To choose a random subset of multiple combinations

You can keep picking random samples and discarding the ones that were already picked.

def random_subset_of_combos2(iterable, r, k):
    """Returns at most `n` random samples of
    `r` length (combinations of) subsequences of elements in `iterable`.
    """

    def random_combination(iterable, r):
        "Random selection from itertools.combinations(iterable, r)"
        pool = tuple(iterable)
        n = len(pool)
        indices = sorted(random.sample(range(n), r))
        return tuple(pool[i] for i in indices)

    results = set()
    while True:
        new_combo = random_combination(iterable, r)

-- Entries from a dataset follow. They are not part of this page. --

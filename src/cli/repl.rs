use crate::directory::regions::{Country, REGION_DIRECTORY};
use crate::enrich::wikipedia::Enricher;
use crate::resolve::resolver::{pick_random, resolve, RegionMatch};
use anyhow::Result;
use std::io::{self, BufRead, Write};

/// Small interactive prompt: switch country, look up a region, or draw a
/// random one. Reads stdin line by line until EOF or quit.
pub async fn run_repl() -> Result<()> {
    let enricher = Enricher::new().await?;
    let mut country = Country::UnitedStates;

    println!("Capital Quest (CLI) — US, India, UK");
    println!("Type commands or \"help\" for instructions.");

    let stdin = io::stdin();
    let mut line = String::new();
    loop {
        print!("[{}]> ", country.display_name());
        io::stdout().flush()?;

        line.clear();
        if stdin.lock().read_line(&mut line)? == 0 {
            break;
        }
        let cmd = line.trim();
        if cmd.is_empty() {
            continue;
        }

        let (verb, arg) = match cmd.split_once(char::is_whitespace) {
            Some((verb, arg)) => (verb.to_lowercase(), Some(arg.trim())),
            None => (cmd.to_lowercase(), None),
        };

        match (verb.as_str(), arg) {
            ("quit", _) | ("exit", _) => {
                println!("Goodbye!");
                break;
            }
            ("help", _) | ("?", _) => print_help(),
            ("country", Some(key)) => match Country::from_key(key) {
                Some(switched) => {
                    country = switched;
                    println!("Switched to {}", country.display_name());
                }
                None => println!("Unknown country. Use us, india, or uk."),
            },
            ("find", Some(name)) => match resolve(&REGION_DIRECTORY, name, country) {
                Some(hit) => print_match(&enricher, hit).await,
                None => println!("No match found. Try a fuller name or use \"random\"."),
            },
            ("random", _) => print_match(&enricher, pick_random(&REGION_DIRECTORY, country)).await,
            _ => println!("Unknown command. Type \"help\" for instructions."),
        }
    }

    Ok(())
}

pub async fn print_match(enricher: &Enricher, hit: RegionMatch) {
    println!("State/Region: {}", hit.region);
    println!("Capital: {}", hit.capital);

    let enriched = enricher.enrich(hit.capital).await;
    println!("\nFun fact: {}", enriched.fact);
    if !enriched.wikipedia_summary.is_empty() {
        println!("\nMore info: {}", enriched.wikipedia_summary);
    }
}

fn print_help() {
    println!("Commands:");
    println!("  country [us|india|uk]   - switch country");
    println!("  find <state name>       - lookup capital for state");
    println!("  random                  - pick a random state and show capital");
    println!("  quit/exit               - exit");
}
use crate::resolve::resolver::normalize;
use once_cell::sync::Lazy;
use std::collections::HashSet;

/// Countries with a region table. Closed set: every variant has a non-empty
/// map in [`REGION_DIRECTORY`], so core operations can never see an unknown key.
#[derive(Clone, Copy, Debug, PartialEq, Eq)]
pub enum Country {
    UnitedStates,
    India,
    UnitedKingdom,
}

impl Country {
    pub const ALL: [Country; 3] = [Country::UnitedStates, Country::India, Country::UnitedKingdom];

    pub fn from_key(key: &str) -> Option<Country> {
        match key.trim().to_lowercase().as_str() {
            "us" => Some(Country::UnitedStates),
            "india" => Some(Country::India),
            "uk" => Some(Country::UnitedKingdom),
            _ => None,
        }
    }

    pub fn key(&self) -> &'static str {
        match self {
            Country::UnitedStates => "us",
            Country::India => "india",
            Country::UnitedKingdom => "uk",
        }
    }

    pub fn display_name(&self) -> &'static str {
        match self {
            Country::UnitedStates => "United States",
            Country::India => "India",
            Country::UnitedKingdom => "United Kingdom",
        }
    }
}

/// An ordered region -> capital table for one country. Declaration order is
/// the canonical iteration order, which the resolver's first-match policy
/// depends on. Capitals are not unique (Chandigarh serves two entries).
pub struct RegionMap {
    entries: Vec<(&'static str, &'static str)>,
}

impl RegionMap {
    /// Panics when the table is empty or two region names collapse to the
    /// same normalized form, since that breaks exact-match determinism.
    /// Tables are compiled in, so either is a defect caught at startup.
    pub fn new(entries: Vec<(&'static str, &'static str)>) -> RegionMap {
        if entries.is_empty() {
            panic!("Empty region table");
        }

        let mut seen = HashSet::new();
        for (region, _) in &entries {
            if !seen.insert(normalize(region)) {
                panic!("Region name collides after normalization: {}", region);
            }
        }

        RegionMap { entries }
    }

    pub fn entries(&self) -> &[(&'static str, &'static str)] {
        &self.entries
    }

    pub fn len(&self) -> usize {
        self.entries.len()
    }

    pub fn is_empty(&self) -> bool {
        self.entries.is_empty()
    }
}

pub struct RegionDirectory {
    us: RegionMap,
    india: RegionMap,
    uk: RegionMap,
}

impl RegionDirectory {
    pub fn regions(&self, country: Country) -> &RegionMap {
        match country {
            Country::UnitedStates => &self.us,
            Country::India => &self.india,
            Country::UnitedKingdom => &self.uk,
        }
    }
}

pub static REGION_DIRECTORY: Lazy<RegionDirectory> = Lazy::new(|| RegionDirectory {
    us: us_regions(),
    india: india_regions(),
    uk: uk_regions(),
});

fn us_regions() -> RegionMap {
    RegionMap::new(vec![
        ("Alabama", "Montgomery"),
        ("Alaska", "Juneau"),
        ("Arizona", "Phoenix"),
        ("Arkansas", "Little Rock"),
        ("California", "Sacramento"),
        ("Colorado", "Denver"),
        ("Connecticut", "Hartford"),
        ("Delaware", "Dover"),
        ("Florida", "Tallahassee"),
        ("Georgia", "Atlanta"),
        ("Hawaii", "Honolulu"),
        ("Idaho", "Boise"),
        ("Illinois", "Springfield"),
        ("Indiana", "Indianapolis"),
        ("Iowa", "Des Moines"),
        ("Kansas", "Topeka"),
        ("Kentucky", "Frankfort"),
        ("Louisiana", "Baton Rouge"),
        ("Maine", "Augusta"),
        ("Maryland", "Annapolis"),
        ("Massachusetts", "Boston"),
        ("Michigan", "Lansing"),
        ("Minnesota", "St. Paul"),
        ("Mississippi", "Jackson"),
        ("Missouri", "Jefferson City"),
        ("Montana", "Helena"),
        ("Nebraska", "Lincoln"),
        ("Nevada", "Carson City"),
        ("New Hampshire", "Concord"),
        ("New Jersey", "Trenton"),
        ("New Mexico", "Santa Fe"),
        ("New York", "Albany"),
        ("North Carolina", "Raleigh"),
        ("North Dakota", "Bismarck"),
        ("Ohio", "Columbus"),
        ("Oklahoma", "Oklahoma City"),
        ("Oregon", "Salem"),
        ("Pennsylvania", "Harrisburg"),
        ("Rhode Island", "Providence"),
        ("South Carolina", "Columbia"),
        ("South Dakota", "Pierre"),
        ("Tennessee", "Nashville"),
        ("Texas", "Austin"),
        ("Utah", "Salt Lake City"),
        ("Vermont", "Montpelier"),
        ("Virginia", "Richmond"),
        ("Washington", "Olympia"),
        ("West Virginia", "Charleston"),
        ("Wisconsin", "Madison"),
        ("Wyoming", "Cheyenne"),
        ("District of Columbia", "Washington, D.C."),
    ])
}

fn india_regions() -> RegionMap {
    RegionMap::new(vec![
        ("Andhra Pradesh", "Amaravati"),
        ("Arunachal Pradesh", "Itanagar"),
        ("Assam", "Dispur"),
        ("Bihar", "Patna"),
        ("Chhattisgarh", "Raipur"),
        ("Goa", "Panaji"),
        ("Gujarat", "Gandhinagar"),
        ("Haryana", "Chandigarh"),
        ("Himachal Pradesh", "Shimla"),
        ("Jharkhand", "Ranchi"),
        ("Karnataka", "Bengaluru"),
        ("Kerala", "Thiruvananthapuram"),
        ("Madhya Pradesh", "Bhopal"),
        ("Maharashtra", "Mumbai"),
        ("Manipur", "Imphal"),
        ("Meghalaya", "Shillong"),
        ("Mizoram", "Aizawl"),
        ("Nagaland", "Kohima"),
        ("Odisha", "Bhubaneswar"),
        ("Punjab", "Chandigarh"),
        ("Rajasthan", "Jaipur"),
        ("Sikkim", "Gangtok"),
        ("Tamil Nadu", "Chennai"),
        ("Telangana", "Hyderabad"),
        ("Tripura", "Agartala"),
        ("Uttar Pradesh", "Lucknow"),
        ("Uttarakhand", "Dehradun"),
        ("West Bengal", "Kolkata"),
        ("Andaman and Nicobar Islands", "Port Blair"),
        ("Chandigarh (UT)", "Chandigarh"),
        ("Dadra and Nagar Haveli and Daman and Diu", "Daman"),
        ("Delhi", "New Delhi"),
        ("Jammu and Kashmir", "Srinagar"),
        ("Ladakh", "Leh"),
        ("Puducherry", "Puducherry"),
        ("Lakshadweep", "Kavaratti"),
    ])
}

fn uk_regions() -> RegionMap {
    RegionMap::new(vec![
        ("England", "London"),
        ("Scotland", "Edinburgh"),
        ("Wales", "Cardiff"),
        ("Northern Ireland", "Belfast"),
    ])
}

#[cfg(test)]
mod tests {
    use super::*;

    #[test]
    fn directory_has_every_country() {
        for country in Country::ALL {
            assert!(!REGION_DIRECTORY.regions(country).is_empty());
        }
        assert_eq!(REGION_DIRECTORY.regions(Country::UnitedStates).len(), 51);
        assert_eq!(REGION_DIRECTORY.regions(Country::India).len(), 36);
        assert_eq!(REGION_DIRECTORY.regions(Country::UnitedKingdom).len(), 4);
    }

    #[test]
    fn country_keys_round_trip() {
        for country in Country::ALL {
            assert_eq!(Country::from_key(country.key()), Some(country));
        }
        assert_eq!(Country::from_key(" UK "), Some(Country::UnitedKingdom));
        assert_eq!(Country::from_key("france"), None);
        assert_eq!(Country::from_key(""), None);
    }

    #[test]
    #[should_panic]
    fn normalized_collision_is_rejected() {
        RegionMap::new(vec![("Goa", "Panaji"), ("  GOA ", "Panaji")]);
    }

    #[test]
    #[should_panic]
    fn empty_table_is_rejected() {
        RegionMap::new(Vec::new());
    }
}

        if new_combo not in results:
            results.add(new_combo)

        if len(results) >= min(k, len(iterable)):
            break

    return results

This seems faster in most cases.

Alternatively, you can assign a index number to each combination, and create a list indexing the targeted number of random samples.

def random_subset_of_combos(iterable, r, k):
    """Returns at most `n` random samples of
    `r` length (combinations of) subsequences of elements in `iterable`.
    """
    max_combinations = math.comb(len(iterable), min(r, len(iterable)))
    k = min(k, max_combinations)   # Limit sample size to ...
    indexes = set(random.sample(range(max_combinations), k))
    max_idx = max(indexes)
    results = []
    for i, combo in zip(it.count(), it.combinations(iterable, r)):
        if i in indexes:
            results.append(combo)
        elif i > max_idx:
            break
    return results

Technically, this answer may not be what the OP asked for, but search engines (and at least three SO members) have considered this to be the same question.